REQUIRED ACTION ▸
The entries that follow include a run beginning at the line with "space, so secondary" and ending at the line with "use crate::types::PERIOD_COL;"; restate that run word for word and leave the rest out.

(Dataset entries)
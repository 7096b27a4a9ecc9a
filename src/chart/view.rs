//! Plot data extraction and axis mapping.
//!
//! egui_plot draws every series in one coordinate space, so secondary
//! series (growth rate, unemployment rate) are linearly mapped onto the
//! primary value range and their axes report true values through an
//! inverse-mapped formatter. This is how the dual- and triple-axis
//! overlays stay legible on one plot.

use egui_plot::{AxisHints, BoxElem, BoxSpread};
use polars::prelude::*;

use crate::calendar::{Quarter, from_epoch_days, to_epoch_days};
use crate::error::{PrepError, Result};
use crate::pipeline::outliers::{interpolated_quantile, iqr_bounds};
use crate::types::PERIOD_COL;

/// Linear map between a source value range and a destination plot range.
///
/// `Copy` so it can move into `'static` axis formatter closures.
#[derive(Debug, Clone, Copy)]
pub(crate) struct AxisMap {
    src_min: f64,
    src_span: f64,
    dst_min: f64,
    dst_span: f64,
}

impl AxisMap {
    pub(crate) fn fit(src: (f64, f64), dst: (f64, f64)) -> Self {
        let src_span = src.1 - src.0;
        Self {
            src_min: src.0,
            // degenerate ranges map everything to the destination midpoint
            src_span: if src_span.abs() < f64::EPSILON {
                1.0
            } else {
                src_span
            },
            dst_min: dst.0,
            dst_span: dst.1 - dst.0,
        }
    }

    pub(crate) fn apply(&self, value: f64) -> f64 {
        self.dst_min + (value - self.src_min) / self.src_span * self.dst_span
    }

    pub(crate) fn invert(&self, plotted: f64) -> f64 {
        self.src_min + (plotted - self.dst_min) / self.dst_span * self.src_span
    }
}

/// (period epoch-days, value) points of a numeric column, null rows
/// skipped.
pub(crate) fn series_points(df: &DataFrame, column: &str) -> Result<Vec<[f64; 2]>> {
    let period = df
        .column(PERIOD_COL)
        .map_err(|_| PrepError::ColumnMissing {
            table: "aligned".to_string(),
            column: PERIOD_COL.to_string(),
        })?
        .as_materialized_series();
    let physical = period.to_physical_repr();
    let days = physical.i32()?;

    let series = df
        .column(column)
        .map_err(|_| PrepError::ColumnMissing {
            table: "aligned".to_string(),
            column: column.to_string(),
        })?
        .as_materialized_series();
    let floats = series.cast(&DataType::Float64)?;
    let values = floats.f64()?;

    Ok(days
        .into_iter()
        .zip(values)
        .filter_map(|(day, value)| Some([day? as f64, value?]))
        .collect())
}

/// The y-range of a point series, padded so lines do not hug the frame.
pub(crate) fn padded_range(points: &[[f64; 2]]) -> (f64, f64) {
    if points.is_empty() {
        return (0.0, 1.0);
    }
    let min = points.iter().map(|p| p[1]).fold(f64::INFINITY, f64::min);
    let max = points
        .iter()
        .map(|p| p[1])
        .fold(f64::NEG_INFINITY, f64::max);
    if (max - min).abs() < f64::EPSILON {
        return (min - 0.5, max + 0.5);
    }
    let pad = (max - min) * 0.05;
    (min - pad, max + pad)
}

/// X axis rendering epoch-day marks as quarter labels.
pub(crate) fn quarter_axis() -> AxisHints<'static> {
    AxisHints::new_x()
        .label("Quarter")
        .formatter(|grid_mark, _range| {
            from_epoch_days(grid_mark.value.round() as i32)
                .map(|date| Quarter::from_date(date).label())
                .unwrap_or_default()
        })
}

/// A box-and-whisker element for a sorted value set: interpolated
/// quartiles, whiskers at the most extreme values inside the IQR fences.
pub(crate) fn box_elem(x: f64, sorted: &[f64]) -> BoxElem {
    let (q1, q3, lower_fence, upper_fence) = iqr_bounds(sorted);
    let median = interpolated_quantile(sorted, 0.5);

    let lower_whisker = sorted
        .iter()
        .copied()
        .filter(|v| *v >= lower_fence)
        .fold(f64::INFINITY, f64::min);
    let upper_whisker = sorted
        .iter()
        .copied()
        .filter(|v| *v <= upper_fence)
        .fold(f64::NEG_INFINITY, f64::max);

    BoxElem::new(x, BoxSpread::new(lower_whisker, q1, median, q3, upper_whisker))
}

/// Sorted non-null values of a column, for distribution charts.
pub(crate) fn sorted_values(df: &DataFrame, column: &str) -> Result<Vec<f64>> {
    let series = df
        .column(column)
        .map_err(|_| PrepError::ColumnMissing {
            table: "aligned".to_string(),
            column: column.to_string(),
        })?
        .as_materialized_series();
    let floats = series.cast(&DataType::Float64)?;
    let mut values: Vec<f64> = floats.f64()?.into_iter().flatten().collect();
    values.sort_by(|a, b| a.total_cmp(b));
    Ok(values)
}

/// Epoch-day x value for a date, exposed for tests.
#[allow(dead_code)]
pub(crate) fn x_for(date: chrono::NaiveDate) -> f64 {
    to_epoch_days(date) as f64
}

#[cfg(test)]
mod tests {
    use super::*;
    use crate::types::{QUARTER_COL, REGION_VALUE_COL};
    use chrono::NaiveDate;
    use pretty_assertions::assert_eq;

    fn aligned_frame() -> DataFrame {
        let days: Vec<i32> = [
            NaiveDate::from_ymd_opt(1995, 3, 31).unwrap(),
            NaiveDate::from_ymd_opt(1995, 6, 30).unwrap(),
        ]
        .iter()
        .map(|d| to_epoch_days(*d))
        .collect();

        let period = Int32Chunked::from_vec(PERIOD_COL.into(), days)
            .into_date()
            .into_series();

        DataFrame::new(vec![
            Series::new(QUARTER_COL.into(), vec!["1995 Q1", "1995 Q2"]).into_column(),
            period.into_column(),
            Series::new(REGION_VALUE_COL.into(), vec![100.0, 110.0]).into_column(),
        ])
        .unwrap()
    }

    #[test]
    fn test_axis_map_round_trip() {
        let map = AxisMap::fit((0.0, 10.0), (50.0, 150.0));
        assert_eq!(map.apply(0.0), 50.0);
        assert_eq!(map.apply(10.0), 150.0);
        assert_eq!(map.apply(5.0), 100.0);
        assert!((map.invert(map.apply(3.7)) - 3.7).abs() < 1e-9);
    }

    #[test]
    fn test_axis_map_degenerate_source() {
        let map = AxisMap::fit((5.0, 5.0), (0.0, 100.0));
        // must not divide by zero
        assert!(map.apply(5.0).is_finite());
    }

    #[test]
    fn test_series_points_uses_period_days() {
        let df = aligned_frame();
        let points = series_points(&df, REGION_VALUE_COL).unwrap();
        assert_eq!(points.len(), 2);
        assert_eq!(points[0][1], 100.0);
        assert_eq!(
            points[0][0],
            x_for(NaiveDate::from_ymd_opt(1995, 3, 31).unwrap())
        );
    }

    #[test]
    fn test_padded_range() {
        let points = vec![[0.0, 10.0], [1.0, 20.0]];
        let (min, max) = padded_range(&points);
        assert!(min < 10.0 && max > 20.0);

        let flat = vec![[0.0, 5.0]];
        let (min, max) = padded_range(&flat);
        assert!(min < max);
    }

    #[test]
    fn test_box_elem_whiskers_inside_fences() {
        let sorted = [1.0, 2.0, 3.0, 4.0, 100.0];
        let elem = box_elem(0.5, &sorted);
        // the 100.0 outlier sits past the upper fence, whisker stops at 4.0
        assert_eq!(elem.spread.upper_whisker, 4.0);
        assert_eq!(elem.spread.lower_whisker, 1.0);
    }
}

ANSWER FOR THIS EXERCISE ▸
//! egui_plot draws every series in one coordinate space, so secondary
//! series (growth rate, unemployment rate) are linearly mapped onto the
//! primary value range and their axes report true values through an
//! inverse-mapped formatter. This is how the dual- and triple-axis
//! overlays stay legible on one plot.

use egui_plot::{AxisHints, BoxElem, BoxSpread};
use polars::prelude::*;

use crate::calendar::{Quarter, from_epoch_days, to_epoch_days};
use crate::error::{PrepError, Result};
use crate::pipeline::outliers::{interpolated_quantile, iqr_bounds};
use crate::types::PERIOD_COL;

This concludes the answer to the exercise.